A Final Thought on Baldwin and Religion and A Look Ahead

In “Down at the Cross,” James Baldwin describes his experience preaching to children, saying, “When I watched all the children, their copper, brown, and beige faces staring up at me as I taught Sunday school, I felt that I was committing a crime in talking about the gentle Jesus, in telling them to reconcile themselves to their misery on earth in order to gain the crown of eternal life. Were only Negroes to gain this crown? Was Heaven, then, to be merely another ghetto?” (309). In this quote, Baldwin criticizes acceptance of present suffering in the hope of reward in the next life. His critique appears to hint at the way white Christians used this same tactic to discourage slave insurrection and revolt in the antebellum South (Field, 445). However, Douglass Field writes that Baldwin felt a similar disdain toward the black church, which fostered “a tendency towards passivity” (446). 

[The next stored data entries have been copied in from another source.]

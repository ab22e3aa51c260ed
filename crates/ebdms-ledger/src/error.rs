/// Errors produced by ledger operations.
#[derive(Debug, Clone, PartialEq, Eq, thiserror::Error)]
pub enum LedgerError {
    /// Recomputed hashes or links disagree with what is persisted. Never
    /// auto-repaired.
    #[error("chain verification failed at seq {seq}: {reason}")]
    ChainVerificationFailed { seq: u64, reason: String },

    #[error("invalid sequence range: from={from}, to={to}")]
    InvalidRange { from: u64, to: u64 },

    #[error("serialization error: {0}")]
    Serialization(String),

    #[error("ledger I/O error: {0}")]
    Io(String),

    #[error("ledger lock poisoned")]
    LockPoisoned,
}

impl From<ebdms_crypto::ChainError> for LedgerError {
    fn from(e: ebdms_crypto::ChainError) -> Self {
        Self::ChainVerificationFailed {
            seq: e.seq(),
            reason: e.to_string(),
        }
    }
}

impl From<std::io::Error> for LedgerError {
    fn from(e: std::io::Error) -> Self {
        Self::Io(e.to_string())
    }
}
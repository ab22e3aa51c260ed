use std::path::Path;
use std::time::Duration;

use ebdms_gate::GateConfig;
use ebdms_types::ChecksumAlgorithm;
use serde::{Deserialize, Serialize};

use crate::error::{RegistryError, RegistryResult};

/// Top-level engine configuration, loadable from TOML.
///
/// Every section has defaults, so an empty document is a valid config.
#[derive(Clone, Debug, PartialEq, Eq, Serialize, Deserialize)]
#[serde(default)]
pub struct EngineConfig {
    pub checksum_algorithm: ChecksumAlgorithm,
    /// How many times `commit` rereads and retries after a conflict.
    pub conflict_retries: u32,
    pub quota: QuotaConfig,
    pub retry: RetryConfig,
    pub timeouts: TimeoutConfig,
    pub storage: StorageConfig,
    pub gate: GateConfig,
    pub jobs: JobConfig,
}

impl Default for EngineConfig {
    fn default() -> Self {
        Self {
            checksum_algorithm: ChecksumAlgorithm::default(),
            conflict_retries: 3,
            quota: QuotaConfig::default(),
            retry: RetryConfig::default(),
            timeouts: TimeoutConfig::default(),
            storage: StorageConfig::default(),
            gate: GateConfig::default(),
            jobs: JobConfig::default(),
        }
    }
}

#[derive(Clone, Debug, PartialEq, Eq, Serialize, Deserialize)]
#[serde(default)]
pub struct QuotaConfig {
    /// Ceiling applied to projects without their own override. `None`
    /// means unlimited.
    pub default_project_bytes: Option<u64>,
}

impl Default for QuotaConfig {
    fn default() -> Self {
        Self {
            default_project_bytes: Some(1 << 40),
        }
    }
}

/// Bounded exponential backoff for transient adapter failures.
#[derive(Clone, Debug, PartialEq, Eq, Serialize, Deserialize)]
#[serde(default)]
pub struct RetryConfig {
    pub max_attempts: u32,
    pub base_delay_ms: u64,
    pub max_delay_ms: u64,
    pub jitter: bool,
}

impl Default for RetryConfig {
    fn default() -> Self {
        Self {
            max_attempts: 3,
            base_delay_ms: 200,
            max_delay_ms: 5_000,
            jitter: true,
        }
    }
}

impl RetryConfig {
    /// Retry without delay; handy in tests.
    pub fn immediate(max_attempts: u32) -> Self {
        Self {
            max_attempts,
            base_delay_ms: 0,
            max_delay_ms: 0,
            jitter: false,
        }
    }

    pub fn base_delay(&self) -> Duration {
        Duration::from_millis(self.base_delay_ms)
    }

    pub fn max_delay(&self) -> Duration {
        Duration::from_millis(self.max_delay_ms)
    }
}

/// Per-call deadlines for adapter operations.
#[derive(Clone, Debug, PartialEq, Eq, Serialize, Deserialize)]
#[serde(default)]
pub struct TimeoutConfig {
    pub storage_ms: u64,
    pub catalog_ms: u64,
    /// Deadline for streaming an entire payload.
    pub payload_ms: u64,
}

impl Default for TimeoutConfig {
    fn default() -> Self {
        Self {
            storage_ms: 30_000,
            catalog_ms: 5_000,
            payload_ms: 3_600_000,
        }
    }
}

impl TimeoutConfig {
    pub fn storage(&self) -> Duration {
        Duration::from_millis(self.storage_ms)
    }

    pub fn catalog(&self) -> Duration {
        Duration::from_millis(self.catalog_ms)
    }

    pub fn payload(&self) -> Duration {
        Duration::from_millis(self.payload_ms)
    }
}

#[derive(Clone, Debug, PartialEq, Eq, Serialize, Deserialize)]
#[serde(default)]
pub struct StorageConfig {
    pub bucket: String,
    pub endpoint: Option<String>,
    /// First path segment of every allocated object key.
    pub key_prefix: String,
    pub part_size_bytes: usize,
    pub upload_concurrency: usize,
}

impl Default for StorageConfig {
    fn default() -> Self {
        Self {
            bucket: "ebdms-files".into(),
            endpoint: None,
            key_prefix: "files".into(),
            part_size_bytes: ebdms_store::DEFAULT_PART_SIZE,
            upload_concurrency: 4,
        }
    }
}

/// Background job delivery.
#[derive(Clone, Debug, PartialEq, Eq, Serialize, Deserialize)]
#[serde(default)]
pub struct JobConfig {
    /// Deliveries per job before it is dropped with an error log.
    pub max_deliveries: u32,
}

impl Default for JobConfig {
    fn default() -> Self {
        Self { max_deliveries: 5 }
    }
}

impl EngineConfig {
    pub fn from_toml_str(s: &str) -> RegistryResult<Self> {
        let config: Self =
            toml::from_str(s).map_err(|e| RegistryError::Config(e.to_string()))?;
        config.validate()?;
        Ok(config)
    }

    pub fn load(path: impl AsRef<Path>) -> RegistryResult<Self> {
        let path = path.as_ref();
        let text = std::fs::read_to_string(path)
            .map_err(|e| RegistryError::Config(format!("{}: {e}", path.display())))?;
        Self::from_toml_str(&text)
    }

    pub fn to_toml_string(&self) -> RegistryResult<String> {
        toml::to_string_pretty(self).map_err(|e| RegistryError::Config(e.to_string()))
    }

    pub fn validate(&self) -> RegistryResult<()> {
        if self.retry.max_attempts == 0 {
            return Err(RegistryError::Config("retry.max_attempts must be at least 1".into()));
        }
        if self.retry.base_delay_ms > self.retry.max_delay_ms {
            return Err(RegistryError::Config(
                "retry.base_delay_ms exceeds retry.max_delay_ms".into(),
            ));
        }
        if self.timeouts.storage_ms == 0 || self.timeouts.catalog_ms == 0 || self.timeouts.payload_ms == 0 {
            return Err(RegistryError::Config("timeouts must be non-zero".into()));
        }
        if self.storage.part_size_bytes == 0 {
            return Err(RegistryError::Config("storage.part_size_bytes must be non-zero".into()));
        }
        if self.storage.upload_concurrency == 0 {
            return Err(RegistryError::Config(
                "storage.upload_concurrency must be non-zero".into(),
            ));
        }
        if self.storage.key_prefix.is_empty() || self.storage.key_prefix.contains('/') {
            return Err(RegistryError::Config(
                "storage.key_prefix must be a single non-empty path segment".into(),
            ));
        }
        if self.jobs.max_deliveries == 0 {
            return Err(RegistryError::Config("jobs.max_deliveries must be at least 1".into()));
        }
        self.gate.validate()?;
        Ok(())
    }
}
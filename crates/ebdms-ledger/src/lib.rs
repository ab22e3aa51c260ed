//! Append-only audit ledger for EBDMS.
//!
//! Every registration step, access decision, and deletion produces exactly
//! one [`AuditEntry`]. Entries are chained: each carries the hash of its
//! predecessor, so mutating any persisted field is detectable.
//!
//! This crate provides:
//! - [`AuditEntry`], [`AuditAction`], [`SubjectType`] and the hash rule
//! - `AuditWriter` / `AuditReader` trait boundaries with range verification
//! - [`InMemoryAuditLedger`] and the durable [`FileAuditLedger`]
//! - [`AuditFilter`] queries by actor, subject, action, and time range
//! - Full validation reports ([`AuditValidator`])

pub mod entry;
pub mod error;
pub mod file;
pub mod filter;
pub mod memory;
pub mod traits;
pub mod validation;

pub use entry::{AuditAction, AuditEntry, AuditEvent, SubjectType};
pub use error::LedgerError;
pub use file::FileAuditLedger;
pub use filter::AuditFilter;
pub use memory::InMemoryAuditLedger;
pub use traits::{AuditReader, AuditWriter};
pub use validation::{AuditValidator, ValidationReport, Violation, ViolationKind};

Over the past week, I have thought a lot about Martin Luther King Jr. and his call for love of white people, a call Baldwin similarly emphasizes in his relationships with religion. King seems to emphasize the love of Christ, rather than the fear of eternal damnation in his speeches, living out the kind of Christianity Baldwin appreciates. Yet, eventually, King’s emphasis on love, which is both active in its confrontational nature and passive in its disdain for violence, falls out of favor in the civil rights movement, replaced by a more militant approach to equality. I wonder how Baldwin views this shift. If love is the right path toward civil rights and equality, it seemingly requires a reciprocal reaction from the oppressing group, which could take a long time if it ever comes at all. Thus, the turn away from love, or at least from unconditional love, makes sense since African-Americans should not have to wait to receive the rights that fundamentally belong to them. To me, unconditional love and the fight for civil rights remain in an uneasy union and I look forward to seeing how Baldwin’s writings on the civil rights movement accept or nuance his emphasis on love shown here.